{Reference Type}: Journal Article
{Title}: Endocannabinoid system and cardiometabolic risk factors: A comprehensive systematic review insight into the mechanistic effects of omega-3 fatty acids.
{Author}: Saleh-Ghadimi S;Kheirouri S;Maleki V;Jafari-Vayghan H;Alizadeh M;
{Journal}: Life Sci
{Volume}: 250
{Issue}: 0
{Year}: Jun 2020 1
{Factor}: 6.78
{DOI}: 10.1016/j.lfs.2020.117556
{Abstract}: Increased levels of endocannabinoids, 2-arachidonoylglycerol (2-AG) and arachidonoyl ethanolamide (AEA) have a pathophysiological role in the setting of cardiometabolic diseases. This systematic review was carried out to appraise the effect of omega-3 on cardiometabolic risk factors by highlighting the mediating effect of endocannabinoids. SCOPUS, PubMed, Embase, Google Scholar and ProQuest databases were searched until January 2020. All published English-language animal studies and clinical trials that evaluated the effects of omega-3 on cardiometabolic diseases with a focus on endocannabinoids were included. Of 1407 studies, 16 animal studies and three clinical trials were included for analysis. Eleven animal studies and two human studies showed a marked reduction in 2-AG and AEA levels following intake of omega-3 which correlated with decreased adiposity, weight gain and improved glucose homeostasis.

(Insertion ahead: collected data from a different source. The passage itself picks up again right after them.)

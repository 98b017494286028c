//! Mixdown - chunked software mixer and device-output driver
//!
//! Design:
//! - A fixed pool of fixed-size device buffers, refilled one chunk at a time
//! - One mixing thread; clients start and stop sounds from any thread
//! - A single lock over streams, buffers and cursors
//! - Sounds can be scheduled to start on an exact future frame, measured
//!   against the device's play cursor rather than the time of mixing
//! - Devices are a trait; CPAL output and a hand-driven software device ship
//!   with the crate

mod clock;
mod config;
mod device;
mod driver;
mod error;
mod mix;
mod registry;
mod scheduler;
mod source;
pub mod sources;

pub use clock::{Clock, ManualClock, SystemClock};
pub use config::MixerConfig;
pub use device::{
    BufferEvent, BufferPool, BufferState, DeviceFormat, ManualDevice, ManualDeviceHandle,
    OutputDevice,
};
pub use driver::MixDriver;
pub use error::{DeviceError, Error, InitError, Result};
pub use mix::SampleMixer;
pub use registry::{StreamId, StreamSnapshot};
pub use scheduler::{CycleOutcome, MixingScheduler};
pub use source::PcmSource;

#[cfg(feature = "cpal_sink")]
pub use device::CpalDevice;
#![allow(dead_code)]

use std::sync::atomic::{AtomicUsize, Ordering};
use std::sync::{Arc, Mutex};
use std::thread::sleep;
use std::time::{Duration, Instant};

use mixdown::PcmSource;

/// Emits one value on every sample, optionally for a limited number of frames.
pub struct Constant {
    value: i16,
    channels: usize,
    frames_left: Option<u64>,
    start_time: Option<Instant>,
    pub calls: Arc<AtomicUsize>,
    pub start_frames: Arc<Mutex<Vec<u64>>>,
    pub stopped: Arc<AtomicUsize>,
}

impl Constant {
    pub fn new(value: i16) -> Self {
        Self {
            value,
            channels: 2,
            frames_left: None,
            start_time: None,
            calls: Arc::new(AtomicUsize::new(0)),
            start_frames: Arc::new(Mutex::new(Vec::new())),
            stopped: Arc::new(AtomicUsize::new(0)),
        }
    }

    pub fn frames(mut self, frames: u64) -> Self {
        self.frames_left = Some(frames);
        self
    }

    pub fn at(mut self, start: Instant) -> Self {
        self.start_time = Some(start);
        self
    }

    pub fn probe(&self) -> Probe {
        Probe {
            calls: self.calls.clone(),
            start_frames: self.start_frames.clone(),
            stopped: self.stopped.clone(),
        }
    }
}

/// Observes a [`Constant`] after it has been handed to the mixer.
#[derive(Clone)]
pub struct Probe {
    calls: Arc<AtomicUsize>,
    start_frames: Arc<Mutex<Vec<u64>>>,
    stopped: Arc<AtomicUsize>,
}

impl Probe {
    pub fn calls(&self) -> usize {
        self.calls.load(Ordering::SeqCst)
    }

    pub fn start_frames(&self) -> Vec<u64> {
        self.start_frames.lock().unwrap().clone()
    }

    pub fn stopped(&self) -> usize {
        self.stopped.load(Ordering::SeqCst)
    }
}

impl PcmSource for Constant {
    fn start_time(&self) -> Option<Instant> {
        self.start_time
    }

    fn read_pcm(&mut self, out: &mut [i16], start_frame: u64) -> usize {
        self.calls.fetch_add(1, Ordering::SeqCst);
        self.start_frames.lock().unwrap().push(start_frame);

        let mut frames = (out.len() / self.channels) as u64;
        if let Some(left) = self.frames_left.as_mut() {
            frames = frames.min(*left);
            *left -= frames;
        }
        let samples = frames as usize * self.channels;
        out[..samples].iter_mut().for_each(|s| *s = self.value);
        samples
    }

    fn notify_stopped(&mut self) {
        self.stopped.fetch_add(1, Ordering::SeqCst);
    }
}

/// Poll `cond` until it holds or `timeout` passes.
pub fn wait_until(timeout: Duration, mut cond: impl FnMut() -> bool) -> bool {
    let deadline = Instant::now() + timeout;
    while Instant::now() < deadline {
        if cond() {
            return true;
        }
        sleep(Duration::from_millis(1));
    }
    cond()
}

/// Route the crate's tracing output through the test harness.
pub fn init_tracing() {
    let _ = tracing_subscriber::fmt()
        .with_max_level(tracing::Level::DEBUG)
        .with_test_writer()
        .try_init();
}
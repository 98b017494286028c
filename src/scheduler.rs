//! The mixing thread: fills free device buffers from the active streams.

use std::sync::atomic::{AtomicBool, Ordering};
use std::sync::{Arc, Mutex, MutexGuard};

use thread_priority::{set_current_thread_priority, ThreadPriority, ThreadPriorityValue};

use crate::clock::{frames_until, Clock};
use crate::config::MixerConfig;
use crate::device::{BufferEvent, BufferPool, OutputDevice};
use crate::error::Result;
use crate::mix::SampleMixer;
use crate::registry::StreamRegistry;

/// Everything the single mixer lock guards.
pub(crate) struct MixState<D> {
    pub(crate) registry: StreamRegistry,
    pub(crate) pool: BufferPool,
    pub(crate) device: D,
    /// Frames handed to the device so far
    pub(crate) write_cursor: u64,
    pub(crate) mix_volume: f32,
    /// Set once `OutputDevice::close` has run
    pub(crate) closed: bool,
}

/// Context shared by the driver and the mixing thread.
pub(crate) struct Shared<D> {
    pub(crate) state: Mutex<MixState<D>>,
    pub(crate) event: BufferEvent,
    pub(crate) shutdown: AtomicBool,
    /// Cleared when the scheduler dies on a device error
    pub(crate) running: AtomicBool,
    pub(crate) clock: Box<dyn Clock>,
    pub(crate) config: MixerConfig,
}

impl<D> Shared<D> {
    pub(crate) fn lock(&self) -> Result<MutexGuard<'_, MixState<D>>> {
        Ok(self.state.lock()?)
    }

    #[inline]
    pub(crate) fn is_shutdown(&self) -> bool {
        self.shutdown.load(Ordering::Acquire)
    }
}

/// What one call to [`MixingScheduler::fill_cycle`] did.
#[derive(Clone, Copy, Debug, PartialEq, Eq)]
pub enum CycleOutcome {
    /// A buffer was mixed and submitted
    Filled,
    /// Every buffer is still queued to the device
    Starved,
    /// The driver is shutting down
    Stopped,
}

/// Cross-platform priority (0-99) for the mixing thread, above the default.
const MIXER_PRIORITY: u8 = 70;

/// Frames of leading silence a not-yet-started stream needs in this chunk.
///
/// `frames_before_start` is measured from now, `frames_until_buffer` is how far
/// ahead of the play cursor this chunk will play. Silence covers frames strictly
/// before the start; the start frame itself is audible.
pub(crate) fn silent_frames(
    frames_before_start: i64,
    frames_until_buffer: i64,
    chunk_frames: usize,
) -> usize {
    (frames_before_start - frames_until_buffer).clamp(0, chunk_frames as i64) as usize
}

/// Mixes active streams into device buffers.
///
/// Normally owned by the thread [`MixDriver::new`](crate::MixDriver::new)
/// spawns. [`MixDriver::detached`](crate::MixDriver::detached) hands it to the
/// caller instead, to drive [`fill_cycle`](Self::fill_cycle) by hand.
pub struct MixingScheduler<D: OutputDevice> {
    shared: Arc<Shared<D>>,
    mixer: SampleMixer,
    /// One chunk of PCM pulled from a single stream
    scratch: Box<[i16]>,
}

impl<D: OutputDevice> MixingScheduler<D> {
    pub(crate) fn new(shared: Arc<Shared<D>>) -> Self {
        let samples = shared.config.chunk_samples();
        Self {
            mixer: SampleMixer::new(samples),
            scratch: vec![0; samples].into_boxed_slice(),
            shared,
        }
    }

    /// Run fill cycles until shutdown.
    ///
    /// Sleeps on the buffer event whenever no buffer is free. Returns early with
    /// the error if the device fails.
    pub fn run(mut self) -> Result<()> {
        let span = tracing::info_span!("mixer");
        let _enter = span.enter();
        tracing::debug!("mixer thread started");
        raise_priority();

        let timeout = self.shared.config.wait_timeout();
        while !self.shared.is_shutdown() {
            while self.fill_cycle()? == CycleOutcome::Filled {}
            self.shared.event.wait_timeout(timeout);
        }

        tracing::debug!("mixer thread exiting");
        Ok(())
    }

    /// Fill and submit at most one buffer.
    pub fn fill_cycle(&mut self) -> Result<CycleOutcome> {
        let outcome = self.fill_cycle_inner();
        if let Err(e) = &outcome {
            tracing::error!("mixer stopped: {}", e);
            self.shared.running.store(false, Ordering::Release);
        }
        outcome
    }

    fn fill_cycle_inner(&mut self) -> Result<CycleOutcome> {
        if self.shared.is_shutdown() {
            return Ok(CycleOutcome::Stopped);
        }

        let shared = &*self.shared;
        let mut guard = shared.lock()?;
        let state = &mut *guard;
        if state.closed {
            return Ok(CycleOutcome::Stopped);
        }

        let play_cursor = state.device.play_cursor()?;
        let Some(index) = state.pool.find_free(play_cursor) else {
            return Ok(CycleOutcome::Starved);
        };

        let config = &shared.config;
        let channels = config.channels() as usize;
        let chunk_frames = config.chunk_frames();
        let chunk_samples = config.chunk_samples();

        self.scratch.fill(0);
        self.mixer.set_volume(state.mix_volume);

        let play_pos = state.write_cursor;
        debug_assert!(play_pos >= play_cursor, "play cursor ran past the write cursor");
        let frames_until_buffer = play_pos.saturating_sub(play_cursor) as i64;
        let now = shared.clock.now();

        for i in 0..state.registry.len() {
            let id = state.registry.ids()[i];
            let Some(stream) = state.registry.get_mut(id) else {
                continue;
            };
            if stream.stopping {
                continue;
            }

            let mut filled = 0;
            let mut started = false;

            if let Some(start) = stream.start_time {
                let before_start = frames_until(start, now, config.sample_rate());
                let silent =
                    silent_frames(before_start, frames_until_buffer, chunk_frames) * channels;
                self.scratch[..silent].fill(0);
                filled += silent;

                if silent == 0 {
                    started = true;
                }
            }

            if filled < chunk_samples {
                let start_frame = play_pos + (filled / channels) as u64;
                let got = stream.source.read_pcm(&mut self.scratch[filled..], start_frame);
                filled += got.min(chunk_samples - filled);
            }

            self.mixer.write(&self.scratch[..filled]);

            if started {
                state.registry.clear_start_time(id);
            }
            if filled < chunk_samples {
                // Recorded before the buffer is submitted, so completion
                // detection never sees a stale flush frame.
                let flush_frame = play_pos + (filled / channels) as u64;
                state.registry.mark_stopping(id, flush_frame);
                tracing::debug!(?id, flush_frame, "stream exhausted, flushing");
            }
        }

        self.mixer.read(state.pool.buffer_mut(index));
        state.device.submit(state.pool.buffer(index))?;

        state.write_cursor += chunk_frames as u64;
        state.pool.mark_submitted(index, state.write_cursor);

        tracing::trace!(
            buffer = index,
            write_cursor = state.write_cursor,
            play_cursor,
            "submitted chunk"
        );
        Ok(CycleOutcome::Filled)
    }
}

/// Run the calling thread above normal priority. Failure isn't fatal; the
/// mixer just runs at whatever priority it already has.
fn raise_priority() {
    let priority = match ThreadPriorityValue::try_from(MIXER_PRIORITY) {
        Ok(value) => ThreadPriority::Crossplatform(value),
        Err(e) => {
            tracing::warn!("invalid mixer thread priority: {}", e);
            return;
        }
    };

    match set_current_thread_priority(priority) {
        Ok(()) => tracing::debug!(priority = MIXER_PRIORITY, "raised mixer thread priority"),
        Err(e) => tracing::warn!("couldn't raise mixer thread priority: {:?}", e),
    }
}

#[cfg(test)]
mod tests {
    use super::*;

    #[test]
    fn silence_is_clamped_to_the_chunk() {
        assert_eq!(silent_frames(2500, 0, 1024), 1024);
        assert_eq!(silent_frames(2500, 1024, 1024), 1024);
        assert_eq!(silent_frames(2500, 2048, 1024), 452);
        assert_eq!(silent_frames(2500, 3072, 1024), 0);
        assert_eq!(silent_frames(-10, 0, 1024), 0);
    }

    #[test]
    fn raising_priority_never_panics() {
        // Usually refused without privileges; either way the thread carries on
        std::thread::spawn(raise_priority).join().unwrap();
    }

    #[test]
    fn start_frame_is_audible() {
        // Stream starts exactly where this chunk begins
        assert_eq!(silent_frames(2048, 2048, 1024), 0);
        // One frame before the start
        assert_eq!(silent_frames(2049, 2048, 1024), 1);
    }
}
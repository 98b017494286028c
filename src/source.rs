//! The PCM source trait.

use std::time::Instant;

/// Something that produces 16-bit interleaved PCM for the mixer.
///
/// Sources are handed to [`MixDriver::start_mixing`](crate::MixDriver::start_mixing)
/// and owned by the mixer until they finish or are stopped. They are only
/// called from the mixing thread (and [`notify_stopped`](Self::notify_stopped)
/// from whichever thread runs completion detection).
///
/// # Example
///
/// ```
/// use mixdown::PcmSource;
///
/// /// A square wave that runs for a fixed number of frames.
/// struct Beep {
///     frames_left: usize,
///     channels: usize,
/// }
///
/// impl PcmSource for Beep {
///     fn read_pcm(&mut self, out: &mut [i16], _start_frame: u64) -> usize {
///         let frames = (out.len() / self.channels).min(self.frames_left);
///         for (i, frame) in out.chunks_exact_mut(self.channels).take(frames).enumerate() {
///             let v = if i % 100 < 50 { 4000 } else { -4000 };
///             frame.iter_mut().for_each(|s| *s = v);
///         }
///         self.frames_left -= frames;
///         frames * self.channels
///     }
/// }
/// ```
pub trait PcmSource: Send + 'static {
    /// When the first audible frame should play. `None` starts immediately.
    fn start_time(&self) -> Option<Instant> {
        None
    }

    /// Fill `out` with interleaved samples and return how many were written.
    ///
    /// `start_frame` is the device frame at which `out[0]` will play. Writing
    /// fewer than `out.len()` samples means the source is exhausted; it won't
    /// be asked again.
    fn read_pcm(&mut self, out: &mut [i16], start_frame: u64) -> usize;

    /// Called once, after the last delivered sample has actually played.
    fn notify_stopped(&mut self) {}
}

impl<S: PcmSource + ?Sized> PcmSource for Box<S> {
    fn start_time(&self) -> Option<Instant> {
        (**self).start_time()
    }

    fn read_pcm(&mut self, out: &mut [i16], start_frame: u64) -> usize {
        (**self).read_pcm(out, start_frame)
    }

    fn notify_stopped(&mut self) {
        (**self).notify_stopped()
    }
}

Moreover, endocannabinoids were elevated in three studies that replaced omega-3 with omega-6. Omega-3 showed anti-inflammatory properties due to reduced levels of inflammatory cytokines, regulation of T-cells function and increased levels of eicosapentaenoyl ethanolamide, docosahexaenoyl ethanolamide and oxylipins; however, a limited number of studies examined a correlation between inflammatory cytokines and endocannabinoids following omega-3 administration. In conclusion, omega-3 modulates endocannabinoid tone, which subsequently attenuates inflammation and cardiometabolic risk factors. However, further randomized clinical trials are needed before any recommendations are made to target the ECS using omega-3 as an alternative therapy to drugs for cardiometabolic disease improvement.